The best-selling author recommends works by Cormac McCarthy, James Baldwin, and Annie Proulx
Blood Meridian by Cormac McCarthy (Vintage, $15). The strongest American writing has always been rural and regional and tragic, and Blood Meridian is our greatest novel, an heir to the work of Melville and Faulkner. McCarthy takes a garbage genre, the Western, and raises it to high literature, every sentence gorgeous.
Enormous Changes at the Last Minute by Grace Paley (Farrar, Straus and Giroux, $15). The collision of Yiddish with English inspired many of the 20th century's greatest voices. Take Grace Paley. Her story collections are perfect. I was lucky enough to have a class with her. She said that in fiction, every sentence had to be true, nothing could be faked.
The Shipping News by Annie Proulx (Scribner, $16). Proulx is a master stylist. Much of The Shipping News is constructed in sentence fragments and lists that cut away everything grammatical, everything unnecessary, which is appropriate for a story about a protagonist learning to be a reporter. Quoyle is a fabulous creation, unloved in a novel that finally is a love story.
Notes of a Native Son by James Baldwin (Beacon, $14). Perhaps because Baldwin was the ultimate outsider — black and gay and an expat — his portrait of America somehow seems truer. In the title essay, he builds to a scene in a diner in which, furious at being denied service, he realizes that he is willing to commit murder. His analysis of race and rage takes as its target, finally, his own heart.

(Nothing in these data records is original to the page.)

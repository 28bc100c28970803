use serde::{Deserialize, Serialize};
use sha2::{Digest, Sha256};

use crate::transaction::Transaction;

/// One entry of the ledger: a transaction snapshot chained to its predecessor
/// by that predecessor's digest.
#[derive(Debug, Clone, PartialEq, Serialize, Deserialize)]
pub struct Block {
    pub index: u64,
    pub timestamp: f64, // Unix seconds (UTC), fractional part kept
    pub transactions: Vec<Transaction>,
    pub proof: u64,
    pub previous_hash: String,
}

impl Block {
    /// Current wall-clock time as fractional Unix seconds.
    pub fn now() -> f64 {
        chrono::Utc::now().timestamp_micros() as f64 / 1_000_000.0
    }

    /// Compute the SHA-256 digest of this block over its canonical JSON
    /// encoding (object keys sorted), rendered as lowercase hex.
    ///
    /// Any change to any field, including the timestamp's fractional part or
    /// a single transaction's amount, yields a different digest.
    pub fn digest(&self) -> String {
        // serde_json::Value objects serialize with sorted keys, which gives
        // the canonical encoding regardless of struct field order.
        let canonical = serde_json::to_value(self).expect("serialize block");
        let encoded = serde_json::to_string(&canonical).expect("encode block");
        let mut hasher = Sha256::new();
        hasher.update(encoded.as_bytes());
        hex::encode(hasher.finalize())
    }
}
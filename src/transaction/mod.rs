pub mod model;
pub mod pool;

pub use model::Transaction;
pub use pool::TxPool;
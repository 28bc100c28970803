use actix_web::{HttpResponse, Responder, get, post, web};
use log::info;

use super::models::{AppState, ChainResponse, MineResponse, ValidateResponse};
use crate::ledger::Ledger;
use crate::pow;
use crate::transaction::Transaction;

/// Sentinel sender identifying the mining reward.
const REWARD_SENDER: &str = "0";
const REWARD_AMOUNT: u64 = 1;

/// Get the full chain. Peers consume this same payload during consensus.
#[get("/chain/")]
pub async fn get_chain(state: web::Data<AppState>) -> impl Responder {
    let ledger = state.ledger.lock().expect("mutex poisoned");
    HttpResponse::Ok().json(ChainResponse {
        length: ledger.len(),
        chain: &ledger.chain,
    })
}

/// Structural validation of the local chain.
#[get("/validate/")]
pub async fn validate_chain(state: web::Data<AppState>) -> impl Responder {
    let ledger = state.ledger.lock().expect("mutex poisoned");
    HttpResponse::Ok().json(ValidateResponse {
        valid: Ledger::is_valid_chain(&ledger.chain),
        length: ledger.len(),
    })
}

/// Mine a new block:
/// - run the proof-of-work search against the last block's proof
/// - submit the reward transaction to this node's identifier
/// - append a block carrying the drained pool
#[post("/mine/")]
pub async fn mine_block(state: web::Data<AppState>) -> impl Responder {
    // Snapshot what the search and the new block need, then drop the lock:
    // the search is unbounded CPU work.
    let (last_proof, previous_hash) = {
        let ledger = state.ledger.lock().expect("mutex poisoned");
        let last = ledger.last_block();
        (last.proof, last.digest())
    };

    let difficulty = state.difficulty;
    let proof = match web::block(move || pow::proof_of_work(last_proof, difficulty)).await {
        Ok(proof) => proof,
        Err(_) => return HttpResponse::InternalServerError().body("mining task failed"),
    };

    let block = {
        let mut ledger = state.ledger.lock().expect("mutex poisoned");
        ledger.submit_transaction(Transaction::new(
            REWARD_SENDER,
            state.node_id.clone(),
            REWARD_AMOUNT,
        ));
        ledger.mine(proof, Some(previous_hash)).clone()
    };

    info!(
        "MINER - sealed block #{} ({} txs, proof={})",
        block.index,
        block.transactions.len(),
        block.proof
    );
    HttpResponse::Ok().json(MineResponse {
        message: "Successfully mined new block",
        block,
    })
}
use awc::Client;
use log::debug;

use super::{ChainTransport, RemoteChain, TransportError};

/// Chain transport over plain HTTP: fetches a peer's chain endpoint and
/// decodes the `{length, chain}` payload.
#[derive(Default)]
pub struct HttpChainTransport {
    client: Client,
}

impl HttpChainTransport {
    pub fn new() -> Self {
        Self {
            client: Client::default(),
        }
    }
}

impl ChainTransport for HttpChainTransport {
    async fn fetch_chain(&self, peer: &str) -> Result<RemoteChain, TransportError> {
        let url = format!("http://{peer}/api/v1/chain/");
        debug!("fetching chain from {url}");

        let mut response = self
            .client
            .get(&url)
            .send()
            .await
            .map_err(|err| TransportError::Request {
                peer: peer.to_string(),
                reason: err.to_string(),
            })?;

        if !response.status().is_success() {
            return Err(TransportError::Status {
                peer: peer.to_string(),
                status: response.status().as_u16(),
            });
        }

        response
            .json::<RemoteChain>()
            .await
            .map_err(|err| TransportError::Payload {
                peer: peer.to_string(),
                reason: err.to_string(),
            })
    }
}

The Complete Poems 1927–1979 by Elizabeth Bishop (out of print). Elizabeth Bishop is a great poet, accessible to all. In her poem "At the Fishhouses," she often chooses one fine detail to evoke a larger space. She was a painter as well as a poet; our attention is held by the shift in the quality of light, from opacity to translucence.
The Complete Stories by Flannery O'Connor (Farrar, Straus and Giroux, $18). Every sentence in O'Connor is about character. In "Everything That Rises Must Converge," Julian is the model of a divided protagonist: He can never speak of the old family mansion without contempt nor think of it without longing.
— David Vann is the author of the international best sellers Legend of a Suicide and Caribou Island. His latest novel, Dirt, is a dark tale about the troubled relationship between a young man and his mother.